Studying at a music conservatoire can stifle an aspiring young jazz musician, and to inhabit for a moment the world of the Whiplash baddie Professor Terence Fletcher, there are times when one might wish it stifled more of them. But no one, surely, would condone the catalogue of abuse inflicted on the freshman drum student attending the fictitious New York music school in director Damien Chazelle’s 2014 movie. Indeed, the basic premise of the film is fantastical, for any contemporary educational establishment aware of such gross and bullying behavior would have paid off the faculty member and compensated the student faster than one could say non-disclosure agreement. Even ballet schools, the last practitioners of the sort teaching-by-tyranny depicted in Whiplash, had changed tack by the early 1990s, here in Europe at least.
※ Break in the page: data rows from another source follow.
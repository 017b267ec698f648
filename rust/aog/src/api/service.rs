//! Service management endpoints.

use axum::extract::State;
use axum::response::Response;
use axum::Json;
use serde::{Deserialize, Serialize};

use crate::domain::{HybridPolicy, ModelRecord, ServiceProviderRecord, ServiceRecord};
use crate::error::{GatewayError, Result};

use super::response::ok;
use super::AppState;

/// Body for `POST /service/install` and `PUT /service`.
#[derive(Debug, Deserialize)]
pub struct ServiceBody {
    /// Service name (chat, embed, ...).
    pub service_name: String,
    /// Routing preference.
    #[serde(default)]
    pub hybrid_policy: HybridPolicy,
    /// Preferred remote provider.
    #[serde(default)]
    pub remote_provider: Option<String>,
    /// Preferred local provider.
    #[serde(default)]
    pub local_provider: Option<String>,
}

/// Install a service: create its row and, when no local provider is named,
/// bind it to the built-in local engine provider.
pub async fn install(
    State(state): State<AppState>,
    Json(body): Json<ServiceBody>,
) -> Result<Response> {
    if !crate::domain::service::ALL.contains(&body.service_name.as_str()) {
        return Err(GatewayError::BadRequest(format!(
            "unknown service {:?}",
            body.service_name
        )));
    }

    let mut record = ServiceRecord::new(&body.service_name);
    record.hybrid_policy = body.hybrid_policy;
    record.remote_provider = body.remote_provider.clone();
    record.local_provider = body
        .local_provider
        .clone()
        .or_else(|| Some(crate::server::BUILTIN_LOCAL_PROVIDER.to_string()));
    state.store.upsert_service(&record)?;

    // Make sure the bound local provider has a row so dispatch can resolve
    // models pulled for this service.
    if let Some(provider_name) = &record.local_provider {
        if state.store.get_provider(provider_name)?.is_none()
            && provider_name == crate::server::BUILTIN_LOCAL_PROVIDER
        {
            let row = ServiceProviderRecord::new(
                provider_name,
                &body.service_name,
                crate::domain::ServiceSource::Local,
            )
            .with_flavor("ollama")
            .with_url(crate::server::BUILTIN_LOCAL_ENGINE_URL);
            state.store.upsert_provider(&row)?;
        }
    }

    tracing::info!(service = %body.service_name, "Service installed");
    Ok(ok(record))
}

/// Update a service row.
pub async fn update(
    State(state): State<AppState>,
    Json(body): Json<ServiceBody>,
) -> Result<Response> {
    let mut record = state
        .store
        .get_service(&body.service_name)?
        .ok_or_else(|| GatewayError::ServiceNotFound(body.service_name.clone()))?;
    record.hybrid_policy = body.hybrid_policy;
    record.remote_provider = body.remote_provider;
    record.local_provider = body.local_provider.or(record.local_provider);
    record.updated_at = chrono::Utc::now();
    state.store.upsert_service(&record)?;
    Ok(ok(record))
}

/// List installed services.
pub async fn list(State(state): State<AppState>) -> Result<Response> {
    Ok(ok(state.store.list_services()?))
}

/// Everything `export` emits and `import` accepts.
#[derive(Debug, Serialize, Deserialize)]
pub struct ExportBundle {
    /// Installed services.
    pub services: Vec<ServiceRecord>,
    /// Registered providers.
    pub service_providers: Vec<ServiceProviderRecord>,
    /// Known models.
    pub models: Vec<ModelRecord>,
}

/// Export the full configuration.
pub async fn export(State(state): State<AppState>) -> Result<Response> {
    let bundle = ExportBundle {
        services: state.store.list_services()?,
        service_providers: state.store.list_providers(None)?,
        models: state.store.list_models(None, None)?,
    };
    Ok(ok(bundle))
}

/// Import a configuration bundle, upserting every row.
pub async fn import(
    State(state): State<AppState>,
    Json(bundle): Json<ExportBundle>,
) -> Result<Response> {
    for record in &bundle.services {
        state.store.upsert_service(record)?;
    }
    for record in &bundle.service_providers {
        state.store.upsert_provider(record)?;
    }
    for record in &bundle.models {
        state.store.upsert_model(record)?;
    }
    tracing::info!(
        services = bundle.services.len(),
        providers = bundle.service_providers.len(),
        models = bundle.models.len(),
        "Configuration imported"
    );
    Ok(ok(serde_json::json!({
        "services": bundle.services.len(),
        "service_providers": bundle.service_providers.len(),
        "models": bundle.models.len(),
    })))
}
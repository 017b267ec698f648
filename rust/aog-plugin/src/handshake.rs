//! Plugin handshake.
//!
//! The gateway passes a fixed magic cookie to the child through the
//! environment. The child verifies the cookie and prints a single handshake
//! line on stdout before switching the pipe to framed mode:
//!
//! ```text
//! AOG-PLUGIN|1|frames
//! ```
//!
//! Field 1 is the literal marker, field 2 the wire protocol version, field 3
//! the transport tag. Anything else on the first line is a handshake failure
//! and the gateway kills the child.

use thiserror::Error;

/// Environment key carrying the magic cookie to the child.
pub const MAGIC_COOKIE_KEY: &str = "AOG_PLUGIN_MAGIC_COOKIE";

/// Fixed magic cookie value. Not a secret; it only keeps the gateway from
/// executing binaries that were never built as AOG plugins.
pub const MAGIC_COOKIE_VALUE: &str = "c6e3f1a97b2d4e8f";

/// Wire protocol version spoken by this crate.
pub const PROTOCOL_VERSION: u32 = 1;

/// Handshake line marker.
const MARKER: &str = "AOG-PLUGIN";

/// Transport tag for length-delimited prost frames over stdio.
const TRANSPORT: &str = "frames";

/// Handshake failures.
#[derive(Debug, Error, PartialEq, Eq)]
pub enum HandshakeError {
    /// The first line did not look like a handshake at all.
    #[error("malformed handshake line: {0:?}")]
    Malformed(String),

    /// The child speaks a different protocol version.
    #[error("unsupported plugin protocol version {got} (want {PROTOCOL_VERSION})")]
    Version { got: String },

    /// The child announced a transport this gateway cannot drive.
    #[error("unsupported plugin transport {0:?}")]
    Transport(String),
}

/// A parsed handshake line.
#[derive(Debug, Clone, Copy, PartialEq, Eq)]
pub struct Handshake {
    /// Protocol version announced by the child.
    pub version: u32,
}

impl Handshake {
    /// The line a conforming plugin writes on stdout.
    pub fn line() -> String {
        format!("{MARKER}|{PROTOCOL_VERSION}|{TRANSPORT}")
    }

    /// Parse and verify the first line read from a plugin's stdout.
    pub fn parse(line: &str) -> Result<Self, HandshakeError> {
        let line = line.trim();
        let mut parts = line.split('|');

        match parts.next() {
            Some(MARKER) => {}
            _ => return Err(HandshakeError::Malformed(line.to_string())),
        }

        let version = parts
            .next()
            .ok_or_else(|| HandshakeError::Malformed(line.to_string()))?;
        let version: u32 = version.parse().map_err(|_| HandshakeError::Version {
            got: version.to_string(),
        })?;
        if version != PROTOCOL_VERSION {
            return Err(HandshakeError::Version {
                got: version.to_string(),
            });
        }

        match parts.next() {
            Some(TRANSPORT) => {}
            Some(other) => return Err(HandshakeError::Transport(other.to_string())),
            None => return Err(HandshakeError::Malformed(line.to_string())),
        }

        Ok(Self { version })
    }

    /// Whether the process environment carries the expected magic cookie.
    ///
    /// Plugin executables call this first and exit immediately when launched
    /// outside a gateway.
    pub fn cookie_present() -> bool {
        std::env::var(MAGIC_COOKIE_KEY).is_ok_and(|v| v == MAGIC_COOKIE_VALUE)
    }
}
Anyway, engage suspension of disbelief. Chazelle made the movie and now pianist Benoit Sourisse and drummer Andre Charlier have turned Justin Hurwitz’s soundtrack into the platform for a concert, with their Multiquarium Big Band following with precision every baton stroke and drum beat on the screen behind them. Multiquarium debuted on record in 2016 with the excellent Multiquarium Big Band (Gemini). Check “L’Afrobeat Improbable” on the YouTube below and hang on in there until 2:26 when the titular groove kicks in. Their follow-up, Remembering Jaco (Naïve, 2020), should appeal to everyone with fond memories of the bassist who turned Weather Report into a posturing stadium act.

The 18-piece Multiquarium Big Band was devastatingly good and their in-your-face, perfectly synchronized performance of Hurwitz's score raised by several notches the intensity of what was already a compelling movie.

Hurwitz…proved himself at home with the music in his soundtrack for Chazelle’s La La Land (2016). He also has what might be called a jazz sense of humor, having written and produced a dozen episodes of the razor-sharp TV series Curb Your Enthusiasm. His work on Whiplash has authenticity. But how is the audience meant to approach the Multiquarium presentation? As a celebration of the music? As an opportunity for fans of the movie to enjoy it from a new perspective? As a geekish exercise in synchronization of sound and vision?

The questions became irrelevant once the Barbican show began. The 18-piece Multiquarium Big Band was devastatingly good and their in-your-face, perfectly synchronized performance of Hurwitz’s score raised by several notches the intensity of what was already a compelling movie. It is to the stage designer’s credit that big, loud and lit though Multiquarium were throughout the film’s 106-minutes running time, one soon ceased to be aware of their presence. Attention remained focused on the screen behind them.